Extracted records
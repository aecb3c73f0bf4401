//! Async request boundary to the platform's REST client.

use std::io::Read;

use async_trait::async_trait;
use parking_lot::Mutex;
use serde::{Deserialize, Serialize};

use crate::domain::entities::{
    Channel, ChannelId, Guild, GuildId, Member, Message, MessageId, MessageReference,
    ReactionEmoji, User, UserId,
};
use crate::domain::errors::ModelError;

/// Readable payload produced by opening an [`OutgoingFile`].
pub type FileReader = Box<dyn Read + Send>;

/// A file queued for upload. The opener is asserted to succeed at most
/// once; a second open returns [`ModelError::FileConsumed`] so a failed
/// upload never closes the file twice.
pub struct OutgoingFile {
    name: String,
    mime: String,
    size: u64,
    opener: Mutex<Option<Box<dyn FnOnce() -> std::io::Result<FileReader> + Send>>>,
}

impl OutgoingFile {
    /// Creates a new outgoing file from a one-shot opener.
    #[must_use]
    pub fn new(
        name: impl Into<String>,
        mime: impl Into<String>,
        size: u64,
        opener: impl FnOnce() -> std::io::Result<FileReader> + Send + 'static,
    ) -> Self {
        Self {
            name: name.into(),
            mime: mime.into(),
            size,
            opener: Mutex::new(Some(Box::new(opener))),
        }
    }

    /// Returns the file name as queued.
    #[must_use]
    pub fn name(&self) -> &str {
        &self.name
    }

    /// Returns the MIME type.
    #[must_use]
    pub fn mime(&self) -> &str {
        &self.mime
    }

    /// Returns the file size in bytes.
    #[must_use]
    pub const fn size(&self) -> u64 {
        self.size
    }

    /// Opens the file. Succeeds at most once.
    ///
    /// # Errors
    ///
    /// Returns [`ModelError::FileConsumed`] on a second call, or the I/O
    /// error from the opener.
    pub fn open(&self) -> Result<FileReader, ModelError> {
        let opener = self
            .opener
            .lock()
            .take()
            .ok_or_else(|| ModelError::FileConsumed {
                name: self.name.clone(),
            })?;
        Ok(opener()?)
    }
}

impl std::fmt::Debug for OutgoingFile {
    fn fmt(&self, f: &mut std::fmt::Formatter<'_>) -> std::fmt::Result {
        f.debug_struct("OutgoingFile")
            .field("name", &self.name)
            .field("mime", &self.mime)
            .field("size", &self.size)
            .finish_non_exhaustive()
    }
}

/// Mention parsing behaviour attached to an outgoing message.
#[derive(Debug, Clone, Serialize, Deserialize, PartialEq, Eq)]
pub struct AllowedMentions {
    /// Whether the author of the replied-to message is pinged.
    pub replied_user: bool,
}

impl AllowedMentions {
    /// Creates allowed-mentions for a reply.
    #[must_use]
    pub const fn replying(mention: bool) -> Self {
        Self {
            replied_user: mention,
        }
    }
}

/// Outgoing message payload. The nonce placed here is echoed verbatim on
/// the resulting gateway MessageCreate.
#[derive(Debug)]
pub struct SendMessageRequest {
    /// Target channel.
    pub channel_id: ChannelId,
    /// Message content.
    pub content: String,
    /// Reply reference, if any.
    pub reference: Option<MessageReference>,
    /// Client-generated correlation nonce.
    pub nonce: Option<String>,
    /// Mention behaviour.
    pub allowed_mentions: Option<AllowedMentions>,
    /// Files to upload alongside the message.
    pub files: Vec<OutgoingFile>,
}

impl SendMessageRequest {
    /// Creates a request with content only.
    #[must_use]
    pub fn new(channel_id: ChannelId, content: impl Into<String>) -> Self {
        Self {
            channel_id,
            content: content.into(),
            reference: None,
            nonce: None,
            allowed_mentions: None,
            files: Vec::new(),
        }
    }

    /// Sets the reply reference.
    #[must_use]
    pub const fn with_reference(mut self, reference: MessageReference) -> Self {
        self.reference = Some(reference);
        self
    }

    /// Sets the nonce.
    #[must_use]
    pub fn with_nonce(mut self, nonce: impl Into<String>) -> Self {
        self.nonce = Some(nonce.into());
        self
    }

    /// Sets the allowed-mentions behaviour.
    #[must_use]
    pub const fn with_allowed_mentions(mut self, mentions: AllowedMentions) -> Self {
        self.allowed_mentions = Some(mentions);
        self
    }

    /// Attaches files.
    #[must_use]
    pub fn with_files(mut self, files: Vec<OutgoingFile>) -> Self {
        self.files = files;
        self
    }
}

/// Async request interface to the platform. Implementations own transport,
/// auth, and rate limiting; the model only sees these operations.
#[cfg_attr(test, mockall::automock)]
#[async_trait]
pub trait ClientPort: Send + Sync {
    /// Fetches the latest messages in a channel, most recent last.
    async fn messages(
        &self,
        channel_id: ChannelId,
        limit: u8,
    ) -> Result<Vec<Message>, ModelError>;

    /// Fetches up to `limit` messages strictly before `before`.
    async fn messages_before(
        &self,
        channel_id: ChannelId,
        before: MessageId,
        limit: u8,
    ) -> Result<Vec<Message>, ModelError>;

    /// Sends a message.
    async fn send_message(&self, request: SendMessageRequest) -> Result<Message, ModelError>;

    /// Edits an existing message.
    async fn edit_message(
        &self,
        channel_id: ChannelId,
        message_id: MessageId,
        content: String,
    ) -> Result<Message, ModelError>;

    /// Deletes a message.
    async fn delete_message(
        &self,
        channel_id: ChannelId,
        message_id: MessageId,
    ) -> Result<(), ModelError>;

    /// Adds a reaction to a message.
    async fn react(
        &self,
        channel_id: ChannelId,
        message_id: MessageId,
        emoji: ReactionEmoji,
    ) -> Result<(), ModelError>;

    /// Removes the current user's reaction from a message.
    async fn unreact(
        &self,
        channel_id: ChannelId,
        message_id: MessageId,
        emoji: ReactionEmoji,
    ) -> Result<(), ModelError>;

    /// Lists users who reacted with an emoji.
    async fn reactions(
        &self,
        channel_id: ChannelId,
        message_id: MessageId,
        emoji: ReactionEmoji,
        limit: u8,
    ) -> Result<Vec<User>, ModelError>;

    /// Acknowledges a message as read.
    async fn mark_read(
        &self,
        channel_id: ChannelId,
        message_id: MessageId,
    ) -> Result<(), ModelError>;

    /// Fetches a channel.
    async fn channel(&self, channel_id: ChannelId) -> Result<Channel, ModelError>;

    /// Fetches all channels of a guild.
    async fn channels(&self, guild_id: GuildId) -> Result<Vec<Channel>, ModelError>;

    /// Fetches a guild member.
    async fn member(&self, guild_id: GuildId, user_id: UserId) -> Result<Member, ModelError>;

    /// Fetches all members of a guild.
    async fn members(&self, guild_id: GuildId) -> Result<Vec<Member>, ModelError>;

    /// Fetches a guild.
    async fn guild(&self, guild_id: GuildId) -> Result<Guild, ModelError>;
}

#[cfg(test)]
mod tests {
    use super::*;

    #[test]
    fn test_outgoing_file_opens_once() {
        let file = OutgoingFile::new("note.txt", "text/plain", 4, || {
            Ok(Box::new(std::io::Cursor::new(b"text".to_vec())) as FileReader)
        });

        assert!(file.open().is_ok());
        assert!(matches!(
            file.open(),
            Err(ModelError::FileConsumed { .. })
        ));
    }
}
--
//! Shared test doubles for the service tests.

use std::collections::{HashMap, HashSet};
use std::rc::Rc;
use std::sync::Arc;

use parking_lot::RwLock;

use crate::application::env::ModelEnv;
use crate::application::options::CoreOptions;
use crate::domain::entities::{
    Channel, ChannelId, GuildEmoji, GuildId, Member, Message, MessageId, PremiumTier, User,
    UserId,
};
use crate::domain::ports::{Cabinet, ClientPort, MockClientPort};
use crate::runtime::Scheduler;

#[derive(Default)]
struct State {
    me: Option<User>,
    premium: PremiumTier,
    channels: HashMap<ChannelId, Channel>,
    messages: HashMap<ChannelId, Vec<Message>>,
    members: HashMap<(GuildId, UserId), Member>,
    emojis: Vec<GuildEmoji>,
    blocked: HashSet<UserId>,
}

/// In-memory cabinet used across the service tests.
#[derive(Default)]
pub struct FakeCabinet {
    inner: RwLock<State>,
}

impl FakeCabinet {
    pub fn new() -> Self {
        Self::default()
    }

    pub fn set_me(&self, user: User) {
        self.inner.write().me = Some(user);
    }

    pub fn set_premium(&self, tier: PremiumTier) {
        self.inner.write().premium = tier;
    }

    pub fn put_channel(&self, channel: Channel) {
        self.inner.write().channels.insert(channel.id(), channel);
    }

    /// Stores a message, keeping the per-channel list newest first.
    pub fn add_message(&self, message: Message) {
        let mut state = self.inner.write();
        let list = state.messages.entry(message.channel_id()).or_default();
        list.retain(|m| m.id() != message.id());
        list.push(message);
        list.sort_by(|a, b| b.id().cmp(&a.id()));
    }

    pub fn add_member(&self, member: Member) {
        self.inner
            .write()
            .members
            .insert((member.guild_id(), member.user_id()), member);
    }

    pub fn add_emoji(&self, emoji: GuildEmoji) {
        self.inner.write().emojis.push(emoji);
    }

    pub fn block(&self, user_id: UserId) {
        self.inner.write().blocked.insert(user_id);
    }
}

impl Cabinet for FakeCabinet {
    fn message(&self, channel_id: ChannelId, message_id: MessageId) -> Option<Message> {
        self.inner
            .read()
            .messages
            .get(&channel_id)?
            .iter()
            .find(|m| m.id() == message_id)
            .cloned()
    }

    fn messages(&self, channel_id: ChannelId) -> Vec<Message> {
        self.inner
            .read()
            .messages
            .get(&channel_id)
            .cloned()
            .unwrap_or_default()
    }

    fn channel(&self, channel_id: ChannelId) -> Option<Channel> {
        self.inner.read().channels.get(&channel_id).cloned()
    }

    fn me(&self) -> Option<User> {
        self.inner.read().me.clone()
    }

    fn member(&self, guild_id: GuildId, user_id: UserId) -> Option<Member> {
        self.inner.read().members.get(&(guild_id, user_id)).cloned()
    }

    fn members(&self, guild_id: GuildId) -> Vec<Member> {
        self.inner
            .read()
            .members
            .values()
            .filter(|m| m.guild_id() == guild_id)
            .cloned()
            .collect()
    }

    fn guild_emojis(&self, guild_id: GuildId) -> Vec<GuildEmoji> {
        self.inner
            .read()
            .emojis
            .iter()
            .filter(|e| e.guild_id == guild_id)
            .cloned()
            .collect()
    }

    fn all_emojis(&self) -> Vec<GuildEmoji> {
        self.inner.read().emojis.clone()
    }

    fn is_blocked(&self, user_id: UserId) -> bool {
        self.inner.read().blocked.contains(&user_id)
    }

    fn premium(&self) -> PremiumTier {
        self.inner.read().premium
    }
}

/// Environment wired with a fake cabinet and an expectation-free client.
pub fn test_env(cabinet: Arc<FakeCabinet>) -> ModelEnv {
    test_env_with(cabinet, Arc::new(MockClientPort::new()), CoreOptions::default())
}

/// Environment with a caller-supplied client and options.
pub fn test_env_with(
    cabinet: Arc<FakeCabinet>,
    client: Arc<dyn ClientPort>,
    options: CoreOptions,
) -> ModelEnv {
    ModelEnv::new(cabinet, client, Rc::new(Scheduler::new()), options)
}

Assigned task: Check each line of the data for "size". Copy the lines where it turns up.

Solution:
    size: u64,
        size: u64,
            size,
    /// Returns the file size in bytes.
    pub const fn size(&self) -> u64 {
        self.size
            .field("size", &self.size)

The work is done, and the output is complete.